Metz prefers to offer a snack selection that’s above all fresh and crisp, and that also creates a “unique experience” for guests. So items tend to feature fresh, local ingredients and fancy touches. Brownies are made with Godiva chocolate. Cookies include varieties like Southern butter pecan. Salads are topped with ingredients like grilled chicken, roasted corn and house-toasted tortilla strips. Something as simple as switching out a plain bun for ciabatta bread on a carved turkey sandwich can make a difference in the experience, too.

Getting the Most Mileage from Small Changes
The grab-and-go setup isn’t perfect at West Georgia Health, in Columbus, Ga. The station where grab-and-go items are found is at the beginning of the hot food line, and doesn’t look especially inviting, due to limitations of the setup, says Linda Mack, MS, RDN, LD, director of food and nutrition services.
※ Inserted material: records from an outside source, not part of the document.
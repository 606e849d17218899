//! Bundle generation commands.
//!
//! Drives [`PlatformBundleGenerator`] over a universal publish directory.

use crate::{PackerKind, parse_platform};
use anyhow::{Context, Result};
use jdeploy_bundle::{NpmPacker, Packer, PlatformBundleGenerator, Project, TarballPacker};

/// Load the project at `path` (default: current directory).
pub fn load_project(path: Option<String>) -> Result<Project> {
    let path = path.unwrap_or_else(|| ".".to_string());
    Project::load(&path).with_context(|| format!("Failed to load project from {path}"))
}

/// Run the generate command.
pub fn run(
    project: Option<String>,
    universal: &str,
    output: &str,
    platform: Option<String>,
) -> Result<()> {
    let project = load_project(project)?;
    let generator = PlatformBundleGenerator::new();

    let bundles = match platform {
        Some(platform) => {
            let platform = parse_platform(&platform)?;
            let bundle = generator
                .generate_platform_bundle(&project, universal, output, Some(platform))
                .with_context(|| format!("Failed to generate {platform} bundle"))?;
            vec![bundle]
        }
        None => {
            if !generator.should_generate_platform_bundles(&project) {
                println!(
                    "Platform bundles are not enabled for {}",
                    project.manifest_path().display()
                );
                return Ok(());
            }
            generator
                .generate_platform_bundles(&project, universal, output)
                .context("Failed to generate platform bundles")?
        }
    };

    println!("Generated {} platform bundle(s):", bundles.len());
    for bundle in &bundles {
        println!("  {:<12} {}", bundle.platform.as_str(), bundle.directory.display());
    }

    Ok(())
}

/// Run the tarballs command.
pub fn tarballs(
    project: Option<String>,
    universal: &str,
    output: &str,
    packer: PackerKind,
    exit_on_fail: bool,
) -> Result<()> {
    let project = load_project(project)?;
    let generator = PlatformBundleGenerator::new();

    std::fs::create_dir_all(output)
        .with_context(|| format!("Failed to create output directory {output}"))?;

    let packer: Box<dyn Packer> = match packer {
        PackerKind::Npm => Box::new(NpmPacker::default()),
        PackerKind::Builtin => Box::new(TarballPacker),
    };

    let tarballs = generator
        .generate_platform_tarballs(&project, universal, output, packer.as_ref(), exit_on_fail)
        .context("Failed to generate platform tarballs")?;

    if tarballs.is_empty() {
        println!("No platform tarballs generated");
        return Ok(());
    }

    println!("Generated {} platform tarball(s):", tarballs.len());
    for tarball in &tarballs {
        println!("  {:<12} {}", tarball.platform.as_str(), tarball.tarball.display());
    }

    Ok(())
}

/// Run the filter-default command.
pub fn filter_default(project: Option<String>, dir: &str) -> Result<()> {
    let project = load_project(project)?;
    let generator = PlatformBundleGenerator::new();

    if !generator.should_filter_default_bundle(&project) {
        println!("No global .jdpignore file; default bundle left unchanged");
        return Ok(());
    }

    let modified = generator
        .filter_default_bundle(&project, dir)
        .with_context(|| format!("Failed to filter default bundle in {dir}"))?;

    println!("Filtered {modified} jar(s) in {dir}");
    Ok(())
}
But restaurant-style containers, along with “super food” ingredients and a chef’s action station, plus a dash of marketing buzzword appeal, have helped one salad become an employee favorite for on-the-go lunches.

The Super Salad is bursting with fresh, feel-good power, an antioxidant-rich, omega-3 fatty acid dream that features shaved Brussels sprouts, kale, spinach and grilled salmon. Also, meat and fish are not offered on the salad bar, so there’s an opportunity for composed grab-and-go salads to shine.

“It appeals to customers because it’s a healthier choice and it’s about half the cost of a similar salad at a restaurant,” Mack says, adding that a chef action station across the room often supplies upscale salad dressings for the Super Salad, creating a chance to get a really luxurious, feel-good lunch with a lot of value.

When Your Grab and Go Runs Out of Gas
At Miami University in Ohio, the grab-and-go brand, Uncle Phil’s Express, is basically the usual sandwich-salad-hummus selections. Efficient? Yes. Exciting? Not especially.

Miami’s foodservice and marketing teams are working together on a grab-and-go refresh, but they’re being careful to pay attention to the customers and not rush into sweeping changes (as in, do not touch the plain old peanut butter and jelly sandwiches, which have a loyal fan base it turns out). It’s an opportunity to—pardon the pun— grab, says Chris Eden, director of dining.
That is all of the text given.